Bare Metal Recovery (BMR) is most often considered a supplemental layer of protection that can help insulate an organization against unnecessary downtime. While file-by-file backup and restore software is excellent at protecting against data loss, there is an inherent disadvantage in being able to quickly return an unbootable machine to a fully operational state. The shortcomings are the many steps required to perform a file-by-file recovery, and the lack of guarantee that every operating system (OS) change has been reinstated even after a restore. Thus, BMR should actually be a vital part of any company’s disaster recovery plan, not just an afterthought.
THE HISTORY OF BARE METAL RECOVERY
In the early days, the cost of storage was so high that individual transactions were printed on punch cards, paper tape, or ledger cards. Customer transaction totals were stored on a magnetic stripe on the back of a ledger card, tape cassette, or, for those who could afford big iron, disk. Because of the high expense for tiny amounts of storage, and since hardware frequently failed, systems were designed to allow companies to limp along using paper as a fall back during what were often long repair periods.
As technical advances in storage brought the cost per byte down, more data could be kept online. This meant that backup vendors had to keep pace by creating better technology. In some cases advancements were a requirement, and not just produced out of a desire to invent the next big thing. A good example of a necessary development was bare metal disaster recovery.
BMR was a mandatory function for Digital Equipment Corporation VAX users, back when DEC was a major player in the minicomputer market. This was because a VAX only supported one OS. Computers from other manufacturers often supported multiple OS drives so, if one failed (for any reason), you could simply boot from another drive. BMR was a technology born of a requirement by VAX end users to quickly and easily restore a "dead" machine that had lost its ability to boot. This is also often referred to as "cold" booting a machine.
When Microsoft developed Windows NT, they too designed a machine that only supported one OS drive.

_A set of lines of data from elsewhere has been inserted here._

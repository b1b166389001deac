// SQLite TokenRepository Implementation

use crate::SqliteTokenIssueTransaction;
use async_trait::async_trait;
use spotqueue_core::domain::{CounterId, ServiceId, Token, UserId, WorkStatus};
use spotqueue_core::error::{AppError, Result};
use spotqueue_core::port::{TokenIssueTransaction, TokenRepository, TransactionalTokenRepository};
use sqlx::SqlitePool;

// Helper to convert sqlx::Error to AppError with structured information
pub(crate) fn map_sqlx_error(err: sqlx::Error) -> AppError {
    match &err {
        sqlx::Error::Database(db_err) => {
            // Extract database-specific error code and message
            if let Some(code) = db_err.code() {
                let code_str = code.as_ref();

                // SQLite error codes: https://www.sqlite.org/rescode.html
                match code_str {
                    "2067" | "1555" => AppError::Database(format!(
                        "Unique constraint violation: {} ({})",
                        db_err.message(),
                        code_str
                    )),
                    "787" | "3850" => AppError::Database(format!(
                        "Foreign key constraint violation: {} ({})",
                        db_err.message(),
                        code_str
                    )),
                    "5" => AppError::Database(format!(
                        "Database locked (SQLITE_BUSY): {}",
                        db_err.message()
                    )),
                    "13" => AppError::Database(format!("Database full: {}", db_err.message())),
                    _ => AppError::Database(format!(
                        "Database error [{}]: {}",
                        code_str,
                        db_err.message()
                    )),
                }
            } else {
                AppError::Database(format!("Database error: {}", db_err.message()))
            }
        }
        sqlx::Error::RowNotFound => AppError::Database("Row not found".to_string()),
        sqlx::Error::ColumnNotFound(col) => {
            AppError::Database(format!("Column not found: {}", col))
        }
        _ => AppError::Database(err.to_string()),
    }
}

pub struct SqliteTokenRepository {
    pool: SqlitePool,
}

impl SqliteTokenRepository {
    pub fn new(pool: SqlitePool) -> Self {
        Self { pool }
    }
}

#[async_trait]
impl TokenRepository for SqliteTokenRepository {
    async fn insert(&self, token: &Token) -> Result<()> {
        sqlx::query(
            r#"
            INSERT INTO tokens (
                token_number, user_id, service_id, counter_id,
                queue_position, latitude, longitude, distance, duration,
                reach_out, work_status, issued_at
            ) VALUES (?, ?, ?, ?, ?, ?, ?, ?, ?, ?, ?, ?)
            "#,
        )
        .bind(token.token_number)
        .bind(token.user_id)
        .bind(token.service_id)
        .bind(token.counter_id)
        .bind(token.queue_position)
        .bind(token.latitude)
        .bind(token.longitude)
        .bind(token.distance)
        .bind(token.duration)
        .bind(if token.reach_out { 1 } else { 0 })
        .bind(token.work_status.to_string())
        .bind(token.issued_at)
        .execute(&self.pool)
        .await
        .map_err(map_sqlx_error)?;

        Ok(())
    }

    async fn find_latest_by_user(&self, user_id: UserId) -> Result<Option<Token>> {
        let row = sqlx::query_as::<_, TokenRow>(
            "SELECT * FROM tokens WHERE user_id = ? ORDER BY token_number DESC LIMIT 1",
        )
        .bind(user_id)
        .fetch_optional(&self.pool)
        .await
        .map_err(map_sqlx_error)?;

        Ok(row.map(|r| r.into_token()))
    }

    async fn update_travel_fields(&self, token: &Token) -> Result<()> {
        sqlx::query(
            r#"
            UPDATE tokens
            SET latitude = ?, longitude = ?, distance = ?, duration = ?, reach_out = ?
            WHERE token_number = ?
            "#,
        )
        .bind(token.latitude)
        .bind(token.longitude)
        .bind(token.distance)
        .bind(token.duration)
        .bind(if token.reach_out { 1 } else { 0 })
        .bind(token.token_number)
        .execute(&self.pool)
        .await
        .map_err(map_sqlx_error)?;

        Ok(())
    }

    async fn mark_completed(&self, user_id: UserId) -> Result<()> {
        // Conditional update: completion is one-directional
        let result = sqlx::query(
            r#"
            UPDATE tokens
            SET work_status = 'COMPLETED', queue_position = 0
            WHERE user_id = ? AND work_status = 'PENDING'
            "#,
        )
        .bind(user_id)
        .execute(&self.pool)
        .await
        .map_err(map_sqlx_error)?;

        if result.rows_affected() == 0 {
            return Err(AppError::NotFound(format!(
                "User {} has no pending token",
                user_id
            )));
        }
        Ok(())
    }

    async fn assign_positions(&self, positions: &[(UserId, i64)]) -> Result<()> {
        // All positions update or none; a torn renumbering must never be
        // visible to readers
        let mut tx = self.pool.begin().await.map_err(map_sqlx_error)?;

        for (user_id, position) in positions {
            sqlx::query(
                r#"
                UPDATE tokens
                SET queue_position = ?
                WHERE user_id = ? AND work_status = 'PENDING'
                "#,
            )
            .bind(position)
            .bind(user_id)
            .execute(&mut *tx)
            .await
            .map_err(map_sqlx_error)?;
        }

        tx.commit().await.map_err(map_sqlx_error)?;
        Ok(())
    }

    async fn max_token_number(&self) -> Result<i64> {
        let max: Option<i64> = sqlx::query_scalar("SELECT MAX(token_number) FROM tokens")
            .fetch_one(&self.pool)
            .await
            .map_err(map_sqlx_error)?;

        Ok(max.unwrap_or(0))
    }

    async fn count_for_counter(&self, service_id: ServiceId, counter_id: CounterId) -> Result<i64> {
        let count: i64 = sqlx::query_scalar(
            "SELECT COUNT(*) FROM tokens WHERE service_id = ? AND counter_id = ?",
        )
        .bind(service_id)
        .bind(counter_id)
        .fetch_one(&self.pool)
        .await
        .map_err(map_sqlx_error)?;

        Ok(count)
    }

    async fn find_pending_by_users(&self, user_ids: &[UserId]) -> Result<Vec<Token>> {
        if user_ids.is_empty() {
            return Ok(Vec::new());
        }

        let placeholders = vec!["?"; user_ids.len()].join(", ");
        let sql = format!(
            "SELECT * FROM tokens WHERE work_status = 'PENDING' AND user_id IN ({})",
            placeholders
        );

        let mut query = sqlx::query_as::<_, TokenRow>(&sql);
        for user_id in user_ids {
            query = query.bind(user_id);
        }

        let rows = query
            .fetch_all(&self.pool)
            .await
            .map_err(map_sqlx_error)?;

        Ok(rows.into_iter().map(|r| r.into_token()).collect())
    }
}

#[async_trait]
impl TransactionalTokenRepository for SqliteTokenRepository {
    async fn begin_transaction(&self) -> Result<Box<dyn TokenIssueTransaction>> {
        let tx = self.pool.begin().await.map_err(map_sqlx_error)?;
        Ok(Box::new(SqliteTokenIssueTransaction::new(tx)))
    }
}

/// SQLite row representation of a token
#[derive(Debug, sqlx::FromRow)]
pub(crate) struct TokenRow {
    token_number: i64,
    user_id: i64,
    service_id: i64,
    counter_id: i64,
    queue_position: i64,
    latitude: f64,
    longitude: f64,
    distance: f64,
    duration: i64,
    reach_out: i64, // SQLite boolean as integer
    work_status: String,
    issued_at: i64,
}

impl TokenRow {
    pub(crate) fn into_token(self) -> Token {
        let work_status = self
            .work_status
            .parse::<WorkStatus>()
            .unwrap_or(WorkStatus::Completed);

        Token {
            token_number: self.token_number,
            user_id: self.user_id,
            service_id: self.service_id,
            counter_id: self.counter_id,
            queue_position: self.queue_position,
            latitude: self.latitude,
            longitude: self.longitude,
            distance: self.distance,
            duration: self.duration,
            reach_out: self.reach_out != 0,
            work_status,
            issued_at: self.issued_at,
        }
    }
}

#[cfg(test)]
mod tests {
    use super::*;
    use crate::{create_pool, run_migrations, SqliteRegistry};
    use spotqueue_core::port::{CounterRepository, ServiceRepository, UserRepository};

    async fn setup_test_db() -> SqlitePool {
        let pool = create_pool("sqlite::memory:").await.unwrap();
        run_migrations(&pool).await.unwrap();
        pool
    }

    /// Seed one user, one service, one counter; returns (user_id, service_id, counter_id)
    async fn seed_registry(pool: &SqlitePool) -> (i64, i64, i64) {
        let registry = SqliteRegistry::new(pool.clone());
        let user = UserRepository::insert(&registry, "salman", "salman@example.com", "User")
            .await
            .unwrap();
        let service = ServiceRepository::insert(&registry, "Health_Checkup", "09:00", "17:00", 1)
            .await
            .unwrap();
        let counter = CounterRepository::insert(&registry, 1, service.id)
            .await
            .unwrap();
        (user.id, service.id, counter.id)
    }

    fn token(number: i64, user_id: i64, service_id: i64, counter_id: i64, position: i64) -> Token {
        Token::new(
            number, user_id, service_id, counter_id, position, 24.84, 67.16, 5.0, 10, false, 1000,
        )
    }

    #[tokio::test]
    async fn test_insert_and_find_latest() {
        let pool = setup_test_db().await;
        let (user_id, service_id, counter_id) = seed_registry(&pool).await;
        let repo = SqliteTokenRepository::new(pool);

        repo.insert(&token(1, user_id, service_id, counter_id, 1))
            .await
            .unwrap();
        repo.insert(&token(2, user_id, service_id, counter_id, 2))
            .await
            .unwrap();

        let found = repo.find_latest_by_user(user_id).await.unwrap().unwrap();
        assert_eq!(found.token_number, 2);
        assert_eq!(found.work_status, WorkStatus::Pending);

        assert!(repo.find_latest_by_user(999).await.unwrap().is_none());
    }

    #[tokio::test]
    async fn test_max_token_number_and_count() {
        let pool = setup_test_db().await;
        let (user_id, service_id, counter_id) = seed_registry(&pool).await;
        let repo = SqliteTokenRepository::new(pool);

        assert_eq!(repo.max_token_number().await.unwrap(), 0);
        assert_eq!(
            repo.count_for_counter(service_id, counter_id).await.unwrap(),
            0
        );

        repo.insert(&token(7, user_id, service_id, counter_id, 1))
            .await
            .unwrap();

        assert_eq!(repo.max_token_number().await.unwrap(), 7);
        assert_eq!(
            repo.count_for_counter(service_id, counter_id).await.unwrap(),
            1
        );
    }

    #[tokio::test]
    async fn test_mark_completed_is_one_directional() {
        let pool = setup_test_db().await;
        let (user_id, service_id, counter_id) = seed_registry(&pool).await;
        let repo = SqliteTokenRepository::new(pool);

        repo.insert(&token(1, user_id, service_id, counter_id, 1))
            .await
            .unwrap();

        repo.mark_completed(user_id).await.unwrap();
        let found = repo.find_latest_by_user(user_id).await.unwrap().unwrap();
        assert_eq!(found.work_status, WorkStatus::Completed);
        assert_eq!(found.queue_position, 0);

        // Second completion finds no pending token
        assert!(repo.mark_completed(user_id).await.is_err());
    }

    #[tokio::test]
    async fn test_assign_positions_bulk() {
        let pool = setup_test_db().await;
        let (user_id, service_id, counter_id) = seed_registry(&pool).await;
        let registry = SqliteRegistry::new(pool.clone());
        let other = UserRepository::insert(&registry, "aisha", "aisha@example.com", "User")
            .await
            .unwrap();
        let repo = SqliteTokenRepository::new(pool);

        repo.insert(&token(1, user_id, service_id, counter_id, 1))
            .await
            .unwrap();
        repo.insert(&token(2, other.id, service_id, counter_id, 2))
            .await
            .unwrap();

        repo.assign_positions(&[(other.id, 1), (user_id, 2)])
            .await
            .unwrap();

        let first = repo.find_latest_by_user(other.id).await.unwrap().unwrap();
        let second = repo.find_latest_by_user(user_id).await.unwrap().unwrap();
        assert_eq!(first.queue_position, 1);
        assert_eq!(second.queue_position, 2);
    }

    #[tokio::test]
    async fn test_find_pending_filters_completed() {
        let pool = setup_test_db().await;
        let (user_id, service_id, counter_id) = seed_registry(&pool).await;
        let registry = SqliteRegistry::new(pool.clone());
        let other = UserRepository::insert(&registry, "bilal", "bilal@example.com", "User")
            .await
            .unwrap();
        let repo = SqliteTokenRepository::new(pool);

        repo.insert(&token(1, user_id, service_id, counter_id, 1))
            .await
            .unwrap();
        repo.insert(&token(2, other.id, service_id, counter_id, 2))
            .await
            .unwrap();
        repo.mark_completed(user_id).await.unwrap();

        let pending = repo
            .find_pending_by_users(&[user_id, other.id])
            .await
            .unwrap();
        assert_eq!(pending.len(), 1);
        assert_eq!(pending[0].user_id, other.id);
    }
}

Windows end users had the same problem as VAX users – it was no easy task to re-install an OS and get a machine restored to the same point it was before an unbootable type of failure. It wasn’t long before VAX users, who had converted to Windows NT, started asking for a BMR equivalent.
The third party software community that specializes in backup was slow to understand the significance of BMR. For many users, an OS failure had never been a large issue for the equipment they supported before moving over to NT. However, as more sophisticated end users moved to the new OS, demand for a method to quickly and easily restore a failed machine gained momentum. In order to create this solution, vendors were required to think beyond the traditional file-by-file backup and restore methods that were so prevalent up until just a few years ago. Therefore, the BMR products available in today’s market have been greatly influenced by the success of Windows in the business environment.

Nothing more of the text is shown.